WORK ORDER: Down to the last line, the material below should be reproduced exactly.
[[ DATA EXTRACTS, beginning ]]
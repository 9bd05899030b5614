//! rematch: a small regular-expression engine with two matching backends.
//!
//! A pattern string is parsed into an [`Ast`] ([`parse`]) and matched
//! against a complete text by either of two functionally-equivalent
//! backends:
//!
//! - [`backtrack`] - lazy, greedy-ordered backtracking straight over the
//!   AST, with duplicate-state pruning;
//! - [`nfa`] - a Thompson-style automaton where bounded repetitions
//!   (`{m,n}`) are counter nodes carrying per-path iteration counts, plus
//!   a set-of-states simulator.
//!
//! Both answer the same question: does the pattern match the *whole*
//! text. The [`Regex`] facade compiles once and exposes both.
//!
//! Supported syntax: literals, `.`, `|`, `(...)`, `*`, `+`, `{n}`,
//! `{n,}`, `{n,m}`. No character classes, anchors, backreferences, or
//! capture groups.
//!
//! ```
//! use rematch::Regex;
//!
//! let re = Regex::new("(a|b)c{2,3}").unwrap();
//! assert!(re.is_match("bcc"));
//! assert!(!re.is_match("bc"));
//! ```
//!
//! The engine is single-threaded and synchronous; the only configuration
//! is the process-wide repeat limit (see [`set_repeat_limit`]), which
//! bounds how many iterations any quantifier will ever realize.

mod arena;
mod ast;

pub mod backtrack;
pub mod nfa;
pub mod parser;

#[cfg(test)]
mod samples;

pub use arena::{Edge, EdgeLabel, Node, NodeArena, NodeId};
pub use ast::Ast;
pub use nfa::{build, Nfa};
pub use parser::{parse, ParseError, ParseErrorKind};

use std::sync::OnceLock;

/// Repeat limit used when [`set_repeat_limit`] was never called.
pub const DEFAULT_REPEAT_LIMIT: usize = 1000;

fn repeat_limit_cell() -> &'static OnceLock<usize> {
    static LIMIT: OnceLock<usize> = OnceLock::new();
    &LIMIT
}

/// Configure the process-wide repeat limit.
///
/// The limit bounds realized repetitions everywhere: the parser rejects
/// quantifiers whose minimum exceeds it, and both matchers clamp
/// unbounded or oversized maxima to it. It can be set once, before any
/// parsing or matching, and is read-only afterwards.
///
/// Returns `false` if `limit` is zero or the limit was already fixed
/// (by an earlier call, or implicitly by the first read).
pub fn set_repeat_limit(limit: usize) -> bool {
    limit > 0 && repeat_limit_cell().set(limit).is_ok()
}

/// The configured repeat limit, fixing the default on first read.
pub fn repeat_limit() -> usize {
    *repeat_limit_cell().get_or_init(|| DEFAULT_REPEAT_LIMIT)
}

/// A compiled pattern: the parsed AST plus its NFA, built once.
///
/// Read-only after construction, so clones can be handed to other
/// threads freely.
#[derive(Debug, Clone)]
pub struct Regex {
    ast: Ast,
    nfa: Nfa,
}

impl Regex {
    /// Parse and compile a pattern.
    pub fn new(pattern: &str) -> Result<Regex, ParseError> {
        let ast = parse(pattern)?;
        let nfa = build(&ast);
        Ok(Regex { ast, nfa })
    }

    /// Whether the pattern matches the whole text, via the automaton
    /// backend.
    pub fn is_match(&self, text: &str) -> bool {
        self.nfa.full_match(text)
    }

    /// Whether the pattern matches the whole text, via the backtracking
    /// backend. Always agrees with [`is_match`](Self::is_match).
    pub fn is_match_backtracking(&self, text: &str) -> bool {
        backtrack::full_match(&self.ast, text)
    }

    /// The parsed pattern tree.
    pub fn ast(&self) -> &Ast {
        &self.ast
    }
}
//! The abstract syntax tree produced by parsing a pattern.
//!
//! `Ast` is a closed sum type: every consumer (both matchers and the NFA
//! builder) matches on it exhaustively, so adding a variant is a
//! compile-time event everywhere it matters. Nodes own their children
//! outright; the tree has no sharing and no cycles.

/// A parsed regular-expression node.
#[derive(Debug, Clone, PartialEq, Eq)]
pub enum Ast {
    /// Matches the zero-length string.
    Empty,
    /// Matches exactly one occurrence of the character.
    Literal(char),
    /// Matches any single character.
    Dot,
    /// Matches the left node, then the right node at the resulting
    /// position.
    Concat(Box<Ast>, Box<Ast>),
    /// Matches the left node or the right node; both are tried.
    Alternation(Box<Ast>, Box<Ast>),
    /// Matches the child between `min` and `max` times, inclusive.
    ///
    /// `max == None` means unbounded; the parser guarantees
    /// `min <= max` when a bound is present. Matchers clamp the
    /// effective maximum to the configured repeat limit.
    Repeat {
        node: Box<Ast>,
        min: usize,
        max: Option<usize>,
    },
}

impl Ast {
    /// Concatenation constructor, boxing both children.
    pub fn concat(left: Ast, right: Ast) -> Ast {
        Ast::Concat(Box::new(left), Box::new(right))
    }

    /// Alternation constructor, boxing both children.
    pub fn alternation(left: Ast, right: Ast) -> Ast {
        Ast::Alternation(Box::new(left), Box::new(right))
    }

    /// Repetition constructor.
    pub fn repeat(node: Ast, min: usize, max: Option<usize>) -> Ast {
        debug_assert!(max.map_or(true, |m| min <= m));
        Ast::Repeat {
            node: Box::new(node),
            min,
            max,
        }
    }
}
[[ DATA EXTRACTS, end ]]
ANSWER SECTION:
repository 9bd05899030b5614
//! rematch: a small regular-expression engine with two matching backends.
//!
//! A pattern string is parsed into an [`Ast`] ([`parse`]) and matched
//! against a complete text by either of two functionally-equivalent
//! backends:
//!
//! - [`backtrack`] - lazy, greedy-ordered backtracking straight over the
//!   AST, with duplicate-state pruning;
//! - [`nfa`] - a Thompson-style automaton where bounded repetitions
//!   (`{m,n}`) are counter nodes carrying per-path iteration counts, plus
//!   a set-of-states simulator.
//!
//! Both answer the same question: does the pattern match the *whole*
//! text. The [`Regex`] facade compiles once and exposes both.
//!
//! Supported syntax: literals, `.`, `|`, `(...)`, `*`, `+`, `{n}`,
//! `{n,}`, `{n,m}`. No character classes, anchors, backreferences, or
//! capture groups.
//!
//! ```
//! use rematch::Regex;
//!
//! let re = Regex::new("(a|b)c{2,3}").unwrap();
//! assert!(re.is_match("bcc"));
//! assert!(!re.is_match("bc"));
//! ```
//!
//! The engine is single-threaded and synchronous; the only configuration
//! is the process-wide repeat limit (see [`set_repeat_limit`]), which
//! bounds how many iterations any quantifier will ever realize.

mod arena;
mod ast;

pub mod backtrack;
pub mod nfa;
pub mod parser;

#[cfg(test)]
mod samples;

pub use arena::{Edge, EdgeLabel, Node, NodeArena, NodeId};
pub use ast::Ast;
pub use nfa::{build, Nfa};
pub use parser::{parse, ParseError, ParseErrorKind};

use std::sync::OnceLock;

/// Repeat limit used when [`set_repeat_limit`] was never called.
pub const DEFAULT_REPEAT_LIMIT: usize = 1000;

fn repeat_limit_cell() -> &'static OnceLock<usize> {
    static LIMIT: OnceLock<usize> = OnceLock::new();
    &LIMIT
}

/// Configure the process-wide repeat limit.
///
/// The limit bounds realized repetitions everywhere: the parser rejects
/// quantifiers whose minimum exceeds it, and both matchers clamp
/// unbounded or oversized maxima to it. It can be set once, before any
/// parsing or matching, and is read-only afterwards.
///
/// Returns `false` if `limit` is zero or the limit was already fixed
/// (by an earlier call, or implicitly by the first read).
pub fn set_repeat_limit(limit: usize) -> bool {
    limit > 0 && repeat_limit_cell().set(limit).is_ok()
}

/// The configured repeat limit, fixing the default on first read.
pub fn repeat_limit() -> usize {
    *repeat_limit_cell().get_or_init(|| DEFAULT_REPEAT_LIMIT)
}

/// A compiled pattern: the parsed AST plus its NFA, built once.
///
/// Read-only after construction, so clones can be handed to other
/// threads freely.
#[derive(Debug, Clone)]
pub struct Regex {
    ast: Ast,
    nfa: Nfa,
}

impl Regex {
    /// Parse and compile a pattern.
    pub fn new(pattern: &str) -> Result<Regex, ParseError> {
        let ast = parse(pattern)?;
        let nfa = build(&ast);
        Ok(Regex { ast, nfa })
    }

    /// Whether the pattern matches the whole text, via the automaton
    /// backend.
    pub fn is_match(&self, text: &str) -> bool {
        self.nfa.full_match(text)
    }

    /// Whether the pattern matches the whole text, via the backtracking
    /// backend. Always agrees with [`is_match`](Self::is_match).
    pub fn is_match_backtracking(&self, text: &str) -> bool {
        backtrack::full_match(&self.ast, text)
    }

    /// The parsed pattern tree.
    pub fn ast(&self) -> &Ast {
        &self.ast
    }
}
//! The abstract syntax tree produced by parsing a pattern.
//!
//! `Ast` is a closed sum type: every consumer (both matchers and the NFA
//! builder) matches on it exhaustively, so adding a variant is a
//! compile-time event everywhere it matters. Nodes own their children
//! outright; the tree has no sharing and no cycles.

/// A parsed regular-expression node.
#[derive(Debug, Clone, PartialEq, Eq)]
pub enum Ast {
    /// Matches the zero-length string.
    Empty,
    /// Matches exactly one occurrence of the character.
    Literal(char),
    /// Matches any single character.
    Dot,
    /// Matches the left node, then the right node at the resulting
    /// position.
    Concat(Box<Ast>, Box<Ast>),
    /// Matches the left node or the right node; both are tried.
    Alternation(Box<Ast>, Box<Ast>),
    /// Matches the child between `min` and `max` times, inclusive.
    ///
    /// `max == None` means unbounded; the parser guarantees
    /// `min <= max` when a bound is present. Matchers clamp the
    /// effective maximum to the configured repeat limit.
    Repeat {
        node: Box<Ast>,
        min: usize,
        max: Option<usize>,
    },
}

impl Ast {
    /// Concatenation constructor, boxing both children.
    pub fn concat(left: Ast, right: Ast) -> Ast {
        Ast::Concat(Box::new(left), Box::new(right))
    }

    /// Alternation constructor, boxing both children.
    pub fn alternation(left: Ast, right: Ast) -> Ast {
        Ast::Alternation(Box::new(left), Box::new(right))
    }

    /// Repetition constructor.
    pub fn repeat(node: Ast, min: usize, max: Option<usize>) -> Ast {
        debug_assert!(max.map_or(true, |m| min <= m));
        Ast::Repeat {
            node: Box::new(node),
            min,
            max,
        }
    }
}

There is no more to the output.